_Data to examine:_
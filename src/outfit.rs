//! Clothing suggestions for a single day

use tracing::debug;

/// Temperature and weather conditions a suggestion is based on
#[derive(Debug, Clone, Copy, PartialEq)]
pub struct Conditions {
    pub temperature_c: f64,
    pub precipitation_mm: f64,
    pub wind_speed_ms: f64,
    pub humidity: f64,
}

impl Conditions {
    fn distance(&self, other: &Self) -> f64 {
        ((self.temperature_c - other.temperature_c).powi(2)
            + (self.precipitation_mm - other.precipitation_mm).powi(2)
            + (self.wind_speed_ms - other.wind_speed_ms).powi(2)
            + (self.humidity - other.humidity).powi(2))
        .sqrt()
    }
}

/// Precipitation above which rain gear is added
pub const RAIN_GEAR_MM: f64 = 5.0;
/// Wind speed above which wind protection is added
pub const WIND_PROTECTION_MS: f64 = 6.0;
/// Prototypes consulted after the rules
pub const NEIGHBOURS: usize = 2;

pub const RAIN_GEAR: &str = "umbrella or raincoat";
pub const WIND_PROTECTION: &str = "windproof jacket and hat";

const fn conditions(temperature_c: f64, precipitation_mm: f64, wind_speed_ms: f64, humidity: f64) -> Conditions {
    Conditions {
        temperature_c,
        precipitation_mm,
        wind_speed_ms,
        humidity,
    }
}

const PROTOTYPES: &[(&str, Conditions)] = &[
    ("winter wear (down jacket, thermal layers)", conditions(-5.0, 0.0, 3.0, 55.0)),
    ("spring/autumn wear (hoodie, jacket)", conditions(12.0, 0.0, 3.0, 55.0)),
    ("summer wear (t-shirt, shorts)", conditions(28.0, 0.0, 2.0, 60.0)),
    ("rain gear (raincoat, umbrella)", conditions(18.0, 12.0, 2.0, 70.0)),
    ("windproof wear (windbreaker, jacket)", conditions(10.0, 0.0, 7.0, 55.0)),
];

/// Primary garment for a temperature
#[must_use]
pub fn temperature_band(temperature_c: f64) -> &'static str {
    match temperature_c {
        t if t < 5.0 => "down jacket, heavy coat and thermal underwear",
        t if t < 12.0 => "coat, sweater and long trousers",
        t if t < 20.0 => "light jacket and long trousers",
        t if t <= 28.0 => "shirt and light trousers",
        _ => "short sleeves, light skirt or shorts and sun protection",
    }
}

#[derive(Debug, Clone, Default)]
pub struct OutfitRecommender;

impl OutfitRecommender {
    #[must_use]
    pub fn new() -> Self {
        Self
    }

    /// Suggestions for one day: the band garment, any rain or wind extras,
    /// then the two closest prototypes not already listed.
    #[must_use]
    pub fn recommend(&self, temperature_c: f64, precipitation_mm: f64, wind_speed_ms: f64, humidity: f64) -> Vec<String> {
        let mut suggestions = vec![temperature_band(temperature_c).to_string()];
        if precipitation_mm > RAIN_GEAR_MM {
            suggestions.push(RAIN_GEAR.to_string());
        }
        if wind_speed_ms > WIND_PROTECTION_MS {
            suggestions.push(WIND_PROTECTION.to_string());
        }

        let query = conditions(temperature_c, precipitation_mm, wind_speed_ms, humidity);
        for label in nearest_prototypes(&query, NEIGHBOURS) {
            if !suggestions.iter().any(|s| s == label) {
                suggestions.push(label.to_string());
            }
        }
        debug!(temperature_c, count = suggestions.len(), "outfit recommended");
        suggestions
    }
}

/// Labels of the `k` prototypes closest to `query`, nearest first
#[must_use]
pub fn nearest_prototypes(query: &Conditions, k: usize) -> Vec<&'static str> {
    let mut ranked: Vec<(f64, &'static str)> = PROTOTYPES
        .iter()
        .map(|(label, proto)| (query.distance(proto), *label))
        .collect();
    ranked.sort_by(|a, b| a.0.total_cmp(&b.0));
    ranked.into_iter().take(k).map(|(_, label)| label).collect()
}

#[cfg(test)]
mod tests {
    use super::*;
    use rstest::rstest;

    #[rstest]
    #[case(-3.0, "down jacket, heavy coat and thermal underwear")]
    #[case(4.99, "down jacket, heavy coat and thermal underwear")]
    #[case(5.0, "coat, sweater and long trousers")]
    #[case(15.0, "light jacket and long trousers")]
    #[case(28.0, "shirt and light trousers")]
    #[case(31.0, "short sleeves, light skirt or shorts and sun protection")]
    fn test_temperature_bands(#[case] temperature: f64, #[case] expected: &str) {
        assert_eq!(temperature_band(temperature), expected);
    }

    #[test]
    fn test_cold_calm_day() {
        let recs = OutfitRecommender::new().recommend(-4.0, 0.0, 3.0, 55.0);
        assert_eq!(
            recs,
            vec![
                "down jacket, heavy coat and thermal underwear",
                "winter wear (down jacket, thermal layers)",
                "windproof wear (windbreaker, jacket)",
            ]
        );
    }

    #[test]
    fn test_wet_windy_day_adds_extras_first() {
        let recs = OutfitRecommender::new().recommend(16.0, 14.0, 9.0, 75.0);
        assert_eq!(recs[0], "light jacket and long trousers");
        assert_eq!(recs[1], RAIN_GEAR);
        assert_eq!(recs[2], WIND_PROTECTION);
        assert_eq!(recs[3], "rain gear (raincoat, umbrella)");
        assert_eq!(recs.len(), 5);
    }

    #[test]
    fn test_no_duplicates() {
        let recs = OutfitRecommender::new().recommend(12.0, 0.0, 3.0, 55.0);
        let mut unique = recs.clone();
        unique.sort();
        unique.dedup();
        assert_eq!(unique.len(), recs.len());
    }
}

_Directions for this task:_
In the material above, how many lines contain "case"? Reply with only the number.

_Written answer:_
7